The addition of a new athletic trainer eased up my workload and allowed for even more expansion. I was able to participate more in the academic nature of our practice; co-authoring multiple textbook chapters, giving presentations within the community and at conferences, attending cadaver labs (with our neurosurgical residents), and acting as the clinical research coordinator for a clinical trial. Ultimately, I ended up working full-time with the neurosurgery side of the practice, and more specifically, one-on-one with the Director of Spinal Oncology. Our practice continued to hire additional athletic trainers, expanding into pain management, Otolaryngology/ENT, and neurology.

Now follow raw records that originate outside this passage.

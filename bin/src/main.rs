#[macro_use]
extern crate log;

mod probe;
mod scene;

use core::app::*;
use core::material::*;
use core::stats::*;
use core::{print_stats, report_stats};
use materials::*;
use probe::*;
use scene::*;
use std::process::ExitCode;
use std::sync::Arc;

fn main() -> ExitCode {
    // Initialize `env_logger`.
    env_logger::init();

    match run(options()) {
        Ok(()) => ExitCode::SUCCESS,
        Err(e) => {
            error!("{e}");
            ExitCode::FAILURE
        }
    }
}

fn run(options: &Options) -> Result<(), String> {
    let inputs = GaussianBSSRDFInputs::new(options.variance, [0.8, 0.5, 0.3])?;
    let mut material = TranslucentMaterial::new("probe", inputs);
    if options.bump > 0.0 {
        material = material.with_bump(Box::new(JitterBumpShader::new(options.bump)));
    }
    let material: ArcMaterial = Arc::new(material);
    let scene = ProbeScene::new(options.scene, options.radius, &material)?;

    let probe = Probe::new(&scene, inputs, options.keep);
    let summary = probe.run(options.samples, options.seed, options.threads(), options.quiet)?;

    report_stats!();

    if !options.quiet {
        let kept = summary.visits - summary.dropped;
        let mean = if kept > 0 {
            summary.probability_sum / kept as f64
        } else {
            0.0
        };
        info!("{} of {} incoming points kept", kept, summary.visits);
        println!(
            "{:?}: {} samples, {} visits, mean probability {:.6}, max distance {:.6} (rmax {:.6})",
            options.scene,
            summary.samples,
            summary.visits,
            mean,
            summary.max_distance,
            inputs.rmax2().sqrt(),
        );
        print_stats!();
    }

    Ok(())
}
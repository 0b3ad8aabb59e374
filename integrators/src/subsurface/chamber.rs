//! Probe Chamber

use core::geometry::*;
use core::pbrt::*;

/// The chord of the sphere of radius `rmax` around the outgoing point that a
/// probe ray travels along.
///
/// The chord passes through the sample offset in the tangent plane of the
/// sampling basis and runs parallel to its normal, from `entry` above the
/// plane to `exit` below it.
#[derive(Copy, Clone, Debug, PartialEq)]
pub struct ProbeChamber {
    /// Where the probe ray starts.
    pub entry: Point3f,

    /// Where the probe ray ends.
    pub exit: Point3f,

    /// Half the chord length.
    pub half_height: Float,

    /// Direction of the probe ray; the negated basis normal.
    pub direction: Vector3f,
}

impl ProbeChamber {
    /// Returns the chamber for a sample offset, or `None` if the offset lies
    /// outside the sphere.
    ///
    /// * `center` - The outgoing point.
    /// * `basis`  - The sampling basis.
    /// * `point`  - Sample offset in the tangent plane of `basis`.
    /// * `rmax2`  - Square of the sphere radius.
    pub fn new(center: Point3f, basis: &Basis3f, point: Point2f, rmax2: Float) -> Option<Self> {
        let radius2 = point.length_squared();
        if radius2 > rmax2 {
            return None;
        }

        // Height of the sample point on the hemisphere of radius rmax.
        let h = (rmax2 - radius2).sqrt();

        let entry = center + basis.transform_to_parent(&vector3(point.x, h, point.y));
        let exit = center + basis.transform_to_parent(&vector3(point.x, -h, point.y));
        debug_assert!(feq(exit.distance(entry), 2.0 * h, 1.0e-9));

        Some(Self {
            entry,
            exit,
            half_height: h,
            direction: -basis.normal(),
        })
    }

    /// Returns the chord length.
    pub fn length(&self) -> Float {
        2.0 * self.half_height
    }

    /// Returns a probe ray spanning the whole chord.
    ///
    /// * `time`  - Time value.
    /// * `depth` - Path depth of the probe ray.
    pub fn probe_ray(&self, time: Float, depth: usize) -> ShadingRay {
        ShadingRay::new(
            self.entry,
            self.direction,
            0.0,
            self.length(),
            time,
            VisibilityFlags::PROBE_RAY,
            depth,
        )
    }
}

// ----------------------------------------------------------------------------
// Tests
// ----------------------------------------------------------------------------
//! Synthetic scenes

use accelerators::*;
use core::app::SceneKind;
use core::geometry::*;
use core::interaction::*;
use core::material::*;
use core::pbrt::*;
use shapes::*;
use std::sync::Arc;

/// A scene together with the outgoing point to sample from.
pub struct ProbeScene {
    /// Scene geometry.
    pub primitives: PrimitiveList,

    /// The outgoing point, at the origin facing +y.
    pub outgoing_point: ShadingPoint,
}

impl ProbeScene {
    /// Builds a scene where every surface uses the given material.
    ///
    /// * `kind`     - The scene.
    /// * `radius`   - Sphere radius or slab thickness.
    /// * `material` - The material.
    pub fn new(kind: SceneKind, radius: Float, material: &ArcMaterial) -> Result<Self, String> {
        let primitives = match kind {
            SceneKind::Plane => vec![GeometricPrimitive::new(
                Arc::new(Plane::horizontal(0.0)),
                Arc::clone(material),
            )],
            SceneKind::Sphere => {
                let sphere = Sphere::new(Point3f::new(0.0, -radius, 0.0), radius, false)?;
                vec![GeometricPrimitive::new(Arc::new(sphere), Arc::clone(material))]
            }
            SceneKind::Slab => {
                if !radius.is_finite() || radius <= 0.0 {
                    return Err(format!("Invalid slab thickness {radius}"));
                }
                let bottom = Plane::new(Point3f::new(0.0, -radius, 0.0), vector3(0.0, -1.0, 0.0))?;
                vec![
                    GeometricPrimitive::new(Arc::new(Plane::horizontal(0.0)), Arc::clone(material)),
                    GeometricPrimitive::new(Arc::new(bottom), Arc::clone(material)),
                ]
            }
        };

        let camera_ray = ShadingRay::new(
            Point3f::new(0.0, 1.0, 0.0),
            vector3(0.0, -1.0, 0.0),
            0.0,
            INFINITY,
            0.0,
            VisibilityFlags::CAMERA_RAY,
            0,
        );
        let outgoing_point = ShadingPoint::new(
            camera_ray,
            1.0,
            Vector3f::Y_AXIS,
            Basis3f::from_normal_tangent(Vector3f::Y_AXIS, Vector3f::X_AXIS)?,
            ObjectSide::Front,
            Some(Arc::clone(material)),
            Some(Arc::clone(material)),
            Some(0),
        );

        Ok(Self {
            primitives: PrimitiveList::new(primitives),
            outgoing_point,
        })
    }
}
//! Shading Context

use crate::geometry::*;
use crate::interaction::*;
use crate::material::*;
use crate::scene::*;

/// Services available to shading code: scene queries and shader execution.
#[derive(Copy, Clone)]
pub struct ShadingContext<'a> {
    /// The scene intersector.
    intersector: &'a dyn Intersector,
}

impl<'a> ShadingContext<'a> {
    /// Create a new `ShadingContext`.
    ///
    /// * `intersector` - The scene intersector.
    pub fn new(intersector: &'a dyn Intersector) -> Self {
        Self { intersector }
    }

    /// Returns the scene intersector.
    pub fn intersector(&self) -> &'a dyn Intersector {
        self.intersector
    }

    /// Runs a bump shader at a hit point.
    ///
    /// * `shader` - The shader.
    /// * `point`  - The hit point to update.
    /// * `s`      - 2-D sample value.
    pub fn execute_bump(&self, shader: &dyn BumpShader, point: &mut ShadingPoint, s: Point2f) {
        trace!("Bump shading at {} with sample {}", point.point(), s);
        shader.evaluate(point, s);
    }
}
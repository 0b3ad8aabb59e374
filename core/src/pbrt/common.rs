//! Common

use num_traits::Num;
use std::ops::{Mul, Neg};

/// Use 64-bit precision for floating point numbers.
pub type Float = f64;

/// Infinty (∞)
pub const INFINITY: Float = Float::INFINITY;

/// PI (π)
pub const PI: Float = std::f64::consts::PI;

/// 2*PI (2π)
pub const TWO_PI: Float = PI * 2.0;

/// Returns the absolute value of a number.
///
/// * `n` - The number.
#[inline(always)]
pub fn abs<T>(n: T) -> T
where
    T: Num + Neg<Output = T> + PartialOrd + Copy,
{
    if n < T::zero() {
        -n
    } else {
        n
    }
}

/// Returns the minimum of 2 numbers.
///
/// * `a` - First number.
/// * `b` - Second number.
#[inline(always)]
pub fn min<T>(a: T, b: T) -> T
where
    T: Num + PartialOrd + Copy,
{
    if a < b {
        a
    } else {
        b
    }
}

/// Returns the maximum of 2 numbers.
///
/// * `a` - First number.
/// * `b` - Second number.
#[inline(always)]
pub fn max<T>(a: T, b: T) -> T
where
    T: Num + PartialOrd + Copy,
{
    if a > b {
        a
    } else {
        b
    }
}

/// Returns the square of a value.
///
/// * `v` - The value.
#[inline(always)]
pub fn square<T: Mul<T, Output = T> + Copy>(v: T) -> T {
    v * v
}

/// Returns true if two floating point values are equal within a relative
/// tolerance. Values smaller than 1 are compared using an absolute tolerance.
///
/// * `a`   - First value.
/// * `b`   - Second value.
/// * `eps` - Tolerance.
#[inline]
pub fn feq(a: Float, b: Float, eps: Float) -> bool {
    abs(a - b) <= eps * max(1.0, max(abs(a), abs(b)))
}

/// Return the cosine of an angle.
///
/// * `theta` - The angle in radians.
#[inline(always)]
pub fn cos(theta: Float) -> Float {
    theta.cos()
}

/// Return the sine of an angle.
///
/// * `theta` - The angle in radians.
#[inline(always)]
pub fn sin(theta: Float) -> Float {
    theta.sin()
}

/// Implements a quadratic equation solver.
pub struct Quadratic {}

impl Quadratic {
    /// Solve the quadratic equation a * x ^ 2  + b * x + c = 0 and return the
    /// roots in increasing order.
    ///
    /// * `a` - Coefficient of x ^ 2 term.
    /// * `b` - Coefficient of x term.
    /// * `c` - Coefficient of constant term.
    pub fn solve(a: Float, b: Float, c: Float) -> Option<(Float, Float)> {
        if a == 0.0 {
            return None;
        }

        // Find quadratic discriminant
        let discrim = b * b - 4.0 * a * c;
        if discrim < 0.0 {
            None
        } else {
            let root_discrim = discrim.sqrt();

            // Compute quadratic `t` values.
            let q = if b < 0.0 {
                -0.5 * (b - root_discrim)
            } else {
                -0.5 * (b + root_discrim)
            };
            if q == 0.0 {
                return Some((0.0, 0.0));
            }

            let mut t0 = q / a;
            let mut t1 = c / q;
            if t0 > t1 {
                std::mem::swap(&mut t0, &mut t1);
            }
            Some((t0, t1))
        }
    }
}

// ----------------------------------------------------------------------------
// Tests
// ----------------------------------------------------------------------------

#[cfg(test)]
mod tests {
    use super::*;

    #[test]
    fn quadratic_roots() {
        assert_eq!(Quadratic::solve(1.0, -3.0, 2.0), Some((1.0, 2.0)));
        assert_eq!(Quadratic::solve(1.0, 0.0, 1.0), None);
        assert_eq!(Quadratic::solve(0.0, 1.0, 1.0), None);
        assert_eq!(Quadratic::solve(1.0, 0.0, 0.0), Some((0.0, 0.0)));
    }

    #[test]
    fn feq_relative_and_absolute() {
        assert!(feq(1.0e6, 1.0e6 + 1.0e-4, 1.0e-9));
        assert!(!feq(1.0e6, 1.0e6 + 1.0, 1.0e-9));
        assert!(feq(0.0, 1.0e-10, 1.0e-9));
        assert!(!feq(0.0, 1.0e-8, 1.0e-9));
    }
}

When I first began working at the NINJ, I was intimidated. Here I was, a musculoskeletal and orthopedically educated/trained AT trying to make it in the world of neurosurgery. But once I took the fear aspect out of it and thought about my education and training, I thrived in a non-traditional practice. As an AT, I am taught how to perform neurological evaluations, evaluate brain and spinal injuries, as well as joint/soft tissue injuries. Athletic trainers might not have the same extensive general medical knowledge and surgical skills that NPs and PAs have, but we have a valuable skill set which can be easily adapted to multiple settings – if we are just willing to set fear far enough aside and jump out of our comfort zone.